Please think before you post, or avoid commenting on subjects that you know completely nothing about.
#4 QuarterSwede on 05 Oct 2007 - 17:57
Personally I don't care as long as it works with IE, Safari, etc.
#5 vetmarkjensen on 05 Oct 2007 - 18:16
Curious how the problem with punycode addresses will be fixed.

There was the pаypal.com problem. Cut and paste that into your browser, and you will find that it does not go to the paypal.com site you expect, because it uses a punycode "а".
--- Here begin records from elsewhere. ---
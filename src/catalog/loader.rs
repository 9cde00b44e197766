//! Catalog file loading
//!
//! Catalogs are authored as TOML documents. Loading reads the file, parses
//! it and compiles every range expression so a malformed catalog is rejected
//! before any resolution runs.

use std::fs;
use std::path::Path;

use crate::error::CatalogError;

use super::MetadataCatalog;

/// Loads and compiles a catalog from a TOML file
pub fn load_catalog(path: &Path) -> Result<MetadataCatalog, CatalogError> {
    if !path.exists() {
        return Err(CatalogError::not_found(path));
    }
    let content = fs::read_to_string(path).map_err(|err| CatalogError::read_error(path, err))?;
    let mut catalog: MetadataCatalog = toml::from_str(&content)
        .map_err(|err| CatalogError::toml_parse_error(path, err.to_string()))?;
    catalog.compile()?;
    Ok(catalog)
}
EDIT: Reference site with explanation: http://www.askbjoernhansen.com/2005/02/08/...it_not_a_l.html
(3 replies) #6 vetneufuse on 05 Oct 2007 - 18:36
The only problem I see with adding more letters aside from the phishing issue, is it would make it a lot harder for a foreigner to vist a site if you could use any of the character sets instead of one set one... How would I go to a hote in France if it had an accent over the e in the name? Or to a Russian site that was all in Cyrillic... makes it very hard... sure us comp people know about char map and all those fun ways around it.. but what about the average user?
#6.1 Jugalator on 05 Oct 2007 - 19:15
Actually, it's common on many keyboards to have "dead keys".

For example, on my Swedish keyboard, I have no trouble typing an ë or ÿ or ê, etc, only by using a single extra key added to the keyboard. And we don't even have this letters in our language.
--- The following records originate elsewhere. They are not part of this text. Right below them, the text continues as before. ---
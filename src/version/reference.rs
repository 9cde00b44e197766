//! Version references for generated build files
//!
//! A resolved coordinate either pins a literal version value or points at a
//! named build property so downstream writers can emit a `${property}`
//! placeholder instead of a hard-coded value.

use serde::{Deserialize, Serialize};
use std::fmt;

/// The name of a build property holding a version value.
///
/// Property names are lower case and restricted to letters, digits, `.` and
/// `-` so they stay valid across Maven properties and Gradle extra
/// properties.
#[derive(Debug, Clone, PartialEq, Eq, Hash, PartialOrd, Ord, Serialize, Deserialize)]
#[serde(try_from = "String", into = "String")]
pub struct VersionProperty(String);

impl VersionProperty {
    /// Creates a property name, validating its format
    pub fn new(property: impl Into<String>) -> Result<Self, String> {
        let property = property.into();
        for c in property.chars() {
            if c.is_uppercase() {
                return Err(format!(
                    "invalid property '{}': must not contain upper case",
                    property
                ));
            }
            if !c.is_alphanumeric() && c != '.' && c != '-' {
                return Err(format!(
                    "unsupported character '{}' in property '{}'",
                    c, property
                ));
            }
        }
        Ok(Self(property))
    }

    /// The property name in its standard dotted format
    pub fn as_str(&self) -> &str {
        &self.0
    }

    /// The property name in camel case, as Gradle extra properties use it
    pub fn to_camel_case(&self) -> String {
        let mut out = String::with_capacity(self.0.len());
        let mut capitalize = false;
        for c in self.0.chars() {
            if c == '.' || c == '-' {
                capitalize = true;
            } else if capitalize {
                out.extend(c.to_uppercase());
                capitalize = false;
            } else {
                out.push(c);
            }
        }
        out
    }
}

impl TryFrom<String> for VersionProperty {
    type Error = String;

    fn try_from(value: String) -> Result<Self, Self::Error> {
        Self::new(value)
    }
}

impl From<VersionProperty> for String {
    fn from(property: VersionProperty) -> String {
        property.0
    }
}

impl fmt::Display for VersionProperty {
    fn fmt(&self, f: &mut fmt::Formatter<'_>) -> fmt::Result {
        write!(f, "{}", self.0)
    }
}

/// Either a literal version value or a reference to a build property
#[derive(Debug, Clone, PartialEq, Eq, Serialize, Deserialize)]
#[serde(rename_all = "snake_case")]
pub enum VersionReference {
    /// A literal version value
    Value(String),
    /// A named build property carrying the version
    Property(VersionProperty),
}

impl VersionReference {
    /// Creates a literal version reference
    pub fn of_value(value: impl Into<String>) -> Self {
        VersionReference::Value(value.into())
    }

    /// Creates a property version reference
    pub fn of_property(property: VersionProperty) -> Self {
        VersionReference::Property(property)
    }

    /// Returns true when this reference points at a build property
    pub fn is_property(&self) -> bool {
        matches!(self, VersionReference::Property(_))
    }
}

impl fmt::Display for VersionReference {
    fn fmt(&self, f: &mut fmt::Formatter<'_>) -> fmt::Result {
        match self {
            VersionReference::Value(value) => write!(f, "{}", value),
            VersionReference::Property(property) => write!(f, "${{{}}}", property),
        }
    }
}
But sure, this may not apply to certain countries, like USA. I also don't know if this is common throughout Europe or just around here. *shrug*

But I hear you on the topic of Cyrillic or e.g. Arabic. This is an issue these were forced to deal with as for Latin characters a long time ago.
#6.2 vetneufuse on 05 Oct 2007 - 19:23
Quote - (Jugalator said @ #6.1)
Actually, it's common on many keyboards to have "dead keys".

For example, on my Swedish keyboard, I have no trouble typing an ë or ÿ or ê, etc, only by using a single extra key added to the keyboard. And we don't even have this letters in our language.

But sure, this may not apply to certain countries, like USA. I also don't know if this is common throughout Europe or just around here. *shrug*

But I hear you on the topic of Cyrillic or e.g. Arabic. This is an issue these were forced to deal with as for Latin characters a long time ago.


Yeah I know about the "dead keys" like in MS Word Ctrl+' then an I types an í but its those languages that use script or character letters/words that are the problem
#6.3 Angel Blue01 on 06 Oct 2007 - 12:31
Quote - (neufuse said @ #6.2)
Yeah I know about the "dead keys" like in MS Word Ctrl+' then an I types an í but its those languages that use script or character letters/words that are the problem


The problem still stands, most users don't know about those combinations and most US keyboards don't have dead keys capabilities, at least that are known to average users.
#7 Jugalator on 05 Oct 2007 - 19:10
Hmm... That should probably be "non-latin domains".

Domains being mostly ISO coded and not always English (South Africa -> .za, etc) makes this more being a character set / culture thing than a language thing.

But then again, I'm nitpicking.
#8 MioTheGreat on 05 Oct 2007 - 22:29
Phishing is just going to get worse.
#9 seamer on 06 Oct 2007 - 01:20
This will be a mistake. Some systems need a unified language. DNS is one of them.

Imagine the chaos if airports/seaports all used native tongues instead of English.
#10 hardgiant on 08 Oct 2007 - 13:27
This is a really really really bad idea.